───── ENTRIES PROVIDED
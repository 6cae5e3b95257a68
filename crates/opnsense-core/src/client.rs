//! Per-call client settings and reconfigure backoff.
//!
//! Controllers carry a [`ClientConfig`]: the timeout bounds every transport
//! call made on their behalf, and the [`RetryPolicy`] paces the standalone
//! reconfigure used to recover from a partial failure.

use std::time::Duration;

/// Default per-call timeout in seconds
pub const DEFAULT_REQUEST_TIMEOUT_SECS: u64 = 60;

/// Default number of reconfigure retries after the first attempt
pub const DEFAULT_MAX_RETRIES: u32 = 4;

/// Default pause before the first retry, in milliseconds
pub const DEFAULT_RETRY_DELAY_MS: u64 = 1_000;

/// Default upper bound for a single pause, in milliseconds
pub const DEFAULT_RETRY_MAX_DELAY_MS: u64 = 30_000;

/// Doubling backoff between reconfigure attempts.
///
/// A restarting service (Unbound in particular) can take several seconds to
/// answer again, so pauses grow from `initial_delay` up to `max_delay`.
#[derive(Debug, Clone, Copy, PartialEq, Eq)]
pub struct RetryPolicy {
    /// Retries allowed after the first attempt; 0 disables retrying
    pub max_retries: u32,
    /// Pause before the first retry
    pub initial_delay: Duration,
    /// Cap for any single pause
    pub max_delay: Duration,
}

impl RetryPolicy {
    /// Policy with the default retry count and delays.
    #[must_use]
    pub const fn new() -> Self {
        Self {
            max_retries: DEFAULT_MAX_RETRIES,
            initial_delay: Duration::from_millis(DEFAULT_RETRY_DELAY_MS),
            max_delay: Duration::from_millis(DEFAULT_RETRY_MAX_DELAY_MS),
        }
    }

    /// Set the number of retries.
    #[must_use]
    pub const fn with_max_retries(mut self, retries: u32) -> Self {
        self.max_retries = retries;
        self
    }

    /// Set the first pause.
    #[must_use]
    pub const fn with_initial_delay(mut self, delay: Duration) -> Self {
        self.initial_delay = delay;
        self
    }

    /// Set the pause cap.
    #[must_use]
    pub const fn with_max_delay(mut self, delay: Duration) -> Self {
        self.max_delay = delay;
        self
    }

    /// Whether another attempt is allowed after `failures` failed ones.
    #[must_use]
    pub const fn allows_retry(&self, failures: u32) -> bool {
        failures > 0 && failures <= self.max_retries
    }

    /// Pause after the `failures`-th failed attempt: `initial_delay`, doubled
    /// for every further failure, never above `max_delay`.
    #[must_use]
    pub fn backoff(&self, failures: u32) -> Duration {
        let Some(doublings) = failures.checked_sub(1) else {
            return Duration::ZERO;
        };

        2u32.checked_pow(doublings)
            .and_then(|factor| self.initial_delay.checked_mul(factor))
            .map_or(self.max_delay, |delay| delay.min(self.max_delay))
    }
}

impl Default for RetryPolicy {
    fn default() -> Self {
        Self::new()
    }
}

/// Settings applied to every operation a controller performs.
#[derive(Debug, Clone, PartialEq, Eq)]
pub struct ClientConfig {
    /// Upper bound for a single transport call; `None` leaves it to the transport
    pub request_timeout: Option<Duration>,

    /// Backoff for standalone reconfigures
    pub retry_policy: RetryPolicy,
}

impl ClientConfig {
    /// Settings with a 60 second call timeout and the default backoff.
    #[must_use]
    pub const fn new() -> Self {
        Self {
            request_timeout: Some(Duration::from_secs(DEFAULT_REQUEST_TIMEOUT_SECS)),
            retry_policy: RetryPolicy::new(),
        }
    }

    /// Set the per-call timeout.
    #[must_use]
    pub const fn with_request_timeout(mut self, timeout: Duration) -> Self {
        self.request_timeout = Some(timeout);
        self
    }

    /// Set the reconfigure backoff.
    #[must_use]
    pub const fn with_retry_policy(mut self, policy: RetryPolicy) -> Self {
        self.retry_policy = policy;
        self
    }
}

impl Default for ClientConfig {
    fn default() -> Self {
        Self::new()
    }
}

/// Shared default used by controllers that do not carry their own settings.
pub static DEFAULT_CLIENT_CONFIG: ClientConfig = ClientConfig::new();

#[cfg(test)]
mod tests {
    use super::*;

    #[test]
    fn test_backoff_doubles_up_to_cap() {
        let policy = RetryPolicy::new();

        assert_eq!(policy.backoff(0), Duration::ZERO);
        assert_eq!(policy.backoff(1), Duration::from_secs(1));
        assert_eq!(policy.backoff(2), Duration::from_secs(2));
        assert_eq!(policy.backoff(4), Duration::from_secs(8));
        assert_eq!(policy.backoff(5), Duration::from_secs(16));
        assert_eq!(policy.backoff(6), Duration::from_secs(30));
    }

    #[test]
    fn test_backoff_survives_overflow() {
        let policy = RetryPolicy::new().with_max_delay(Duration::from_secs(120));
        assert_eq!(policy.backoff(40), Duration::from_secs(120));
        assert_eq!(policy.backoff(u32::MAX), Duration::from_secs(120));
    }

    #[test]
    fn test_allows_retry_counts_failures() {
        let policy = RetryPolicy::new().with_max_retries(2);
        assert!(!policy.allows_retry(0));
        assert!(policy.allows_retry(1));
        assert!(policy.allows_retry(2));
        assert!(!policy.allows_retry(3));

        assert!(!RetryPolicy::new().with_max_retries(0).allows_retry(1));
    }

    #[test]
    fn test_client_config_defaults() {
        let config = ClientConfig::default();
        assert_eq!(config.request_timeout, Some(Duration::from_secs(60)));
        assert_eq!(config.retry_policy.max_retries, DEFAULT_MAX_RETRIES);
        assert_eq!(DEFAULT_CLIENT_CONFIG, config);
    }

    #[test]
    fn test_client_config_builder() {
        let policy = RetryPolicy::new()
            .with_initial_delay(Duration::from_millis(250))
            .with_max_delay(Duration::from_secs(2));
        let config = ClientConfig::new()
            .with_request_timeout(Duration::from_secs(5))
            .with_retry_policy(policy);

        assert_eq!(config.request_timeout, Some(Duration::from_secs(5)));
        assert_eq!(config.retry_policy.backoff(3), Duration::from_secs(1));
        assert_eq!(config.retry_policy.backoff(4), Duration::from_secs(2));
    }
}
──────────
───── ENTRIES PROVIDED
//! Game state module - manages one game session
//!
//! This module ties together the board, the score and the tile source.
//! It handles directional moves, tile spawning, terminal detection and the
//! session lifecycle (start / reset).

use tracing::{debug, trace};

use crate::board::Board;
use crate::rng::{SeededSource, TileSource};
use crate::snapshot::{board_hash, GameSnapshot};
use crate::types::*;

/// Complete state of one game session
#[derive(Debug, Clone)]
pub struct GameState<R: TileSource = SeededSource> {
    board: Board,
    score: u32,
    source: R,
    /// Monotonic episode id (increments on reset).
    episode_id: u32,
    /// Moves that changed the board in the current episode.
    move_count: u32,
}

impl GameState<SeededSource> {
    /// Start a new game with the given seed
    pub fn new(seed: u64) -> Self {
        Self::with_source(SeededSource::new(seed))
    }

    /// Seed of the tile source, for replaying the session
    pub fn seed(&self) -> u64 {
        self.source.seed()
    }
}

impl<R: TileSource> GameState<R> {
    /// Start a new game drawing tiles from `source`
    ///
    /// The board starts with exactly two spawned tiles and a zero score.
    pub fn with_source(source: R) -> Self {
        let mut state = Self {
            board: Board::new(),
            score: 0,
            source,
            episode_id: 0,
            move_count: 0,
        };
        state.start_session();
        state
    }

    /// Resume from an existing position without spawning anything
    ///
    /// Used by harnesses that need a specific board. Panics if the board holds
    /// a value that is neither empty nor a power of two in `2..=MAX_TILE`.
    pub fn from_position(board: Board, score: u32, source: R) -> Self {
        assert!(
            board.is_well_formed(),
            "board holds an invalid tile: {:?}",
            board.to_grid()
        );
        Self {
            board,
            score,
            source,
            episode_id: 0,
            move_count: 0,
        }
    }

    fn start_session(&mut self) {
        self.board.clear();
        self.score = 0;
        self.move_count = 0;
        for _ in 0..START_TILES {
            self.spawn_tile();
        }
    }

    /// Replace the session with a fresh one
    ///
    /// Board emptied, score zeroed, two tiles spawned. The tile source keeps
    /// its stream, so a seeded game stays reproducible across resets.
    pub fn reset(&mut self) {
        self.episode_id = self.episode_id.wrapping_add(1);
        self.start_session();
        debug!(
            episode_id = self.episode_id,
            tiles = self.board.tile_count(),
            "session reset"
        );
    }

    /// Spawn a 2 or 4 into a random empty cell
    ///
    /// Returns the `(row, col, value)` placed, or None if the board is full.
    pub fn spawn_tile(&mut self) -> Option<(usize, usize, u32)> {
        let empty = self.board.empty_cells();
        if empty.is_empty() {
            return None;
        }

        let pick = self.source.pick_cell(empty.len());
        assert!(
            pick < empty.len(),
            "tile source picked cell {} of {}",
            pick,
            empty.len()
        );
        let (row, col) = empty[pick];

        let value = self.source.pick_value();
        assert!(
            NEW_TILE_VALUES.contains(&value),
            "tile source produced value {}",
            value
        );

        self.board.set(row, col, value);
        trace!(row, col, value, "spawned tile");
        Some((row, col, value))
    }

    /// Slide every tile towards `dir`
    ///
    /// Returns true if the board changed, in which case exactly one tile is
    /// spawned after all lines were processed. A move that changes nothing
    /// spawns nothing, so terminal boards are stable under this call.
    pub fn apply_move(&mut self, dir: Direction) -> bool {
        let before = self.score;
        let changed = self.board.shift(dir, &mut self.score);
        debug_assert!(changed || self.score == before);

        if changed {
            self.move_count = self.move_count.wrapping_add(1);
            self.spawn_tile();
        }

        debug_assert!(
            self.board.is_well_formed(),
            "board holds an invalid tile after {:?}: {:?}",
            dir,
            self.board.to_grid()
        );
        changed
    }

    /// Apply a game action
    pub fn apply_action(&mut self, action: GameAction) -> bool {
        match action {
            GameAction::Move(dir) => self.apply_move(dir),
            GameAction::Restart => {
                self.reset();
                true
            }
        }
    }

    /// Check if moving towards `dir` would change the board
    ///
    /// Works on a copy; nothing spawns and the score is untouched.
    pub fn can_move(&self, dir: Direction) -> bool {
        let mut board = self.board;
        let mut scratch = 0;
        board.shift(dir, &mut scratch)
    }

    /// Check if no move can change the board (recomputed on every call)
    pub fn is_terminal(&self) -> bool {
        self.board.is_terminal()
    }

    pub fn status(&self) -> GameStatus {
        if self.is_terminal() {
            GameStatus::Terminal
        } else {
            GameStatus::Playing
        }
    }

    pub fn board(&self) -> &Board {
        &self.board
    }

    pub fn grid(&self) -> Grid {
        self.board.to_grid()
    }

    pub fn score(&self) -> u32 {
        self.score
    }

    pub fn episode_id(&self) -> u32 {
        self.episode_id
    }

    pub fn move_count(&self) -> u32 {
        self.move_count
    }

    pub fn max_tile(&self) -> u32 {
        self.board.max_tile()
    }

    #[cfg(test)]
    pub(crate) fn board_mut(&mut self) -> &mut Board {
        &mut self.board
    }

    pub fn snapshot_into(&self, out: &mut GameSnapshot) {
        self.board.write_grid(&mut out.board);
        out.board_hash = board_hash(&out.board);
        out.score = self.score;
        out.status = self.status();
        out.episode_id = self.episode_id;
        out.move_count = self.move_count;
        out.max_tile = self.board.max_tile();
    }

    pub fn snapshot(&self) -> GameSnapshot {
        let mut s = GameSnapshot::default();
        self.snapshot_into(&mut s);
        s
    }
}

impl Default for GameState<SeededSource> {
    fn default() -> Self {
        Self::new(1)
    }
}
──────────
**WHAT YOU NEED TO DO**
For this exercise, output exactly the lines above from the line with "the per-call timeout." to the line with "pub const fn with_retry_policy(mut", counting both, and leave out the rest.

**OUTPUT OF THE EXERCISE**
    /// Set the per-call timeout.
    #[must_use]
    pub const fn with_request_timeout(mut self, timeout: Duration) -> Self {
        self.request_timeout = Some(timeout);
        self
    }

    /// Set the reconfigure backoff.
    #[must_use]
    pub const fn with_retry_policy(mut self, policy: RetryPolicy) -> Self {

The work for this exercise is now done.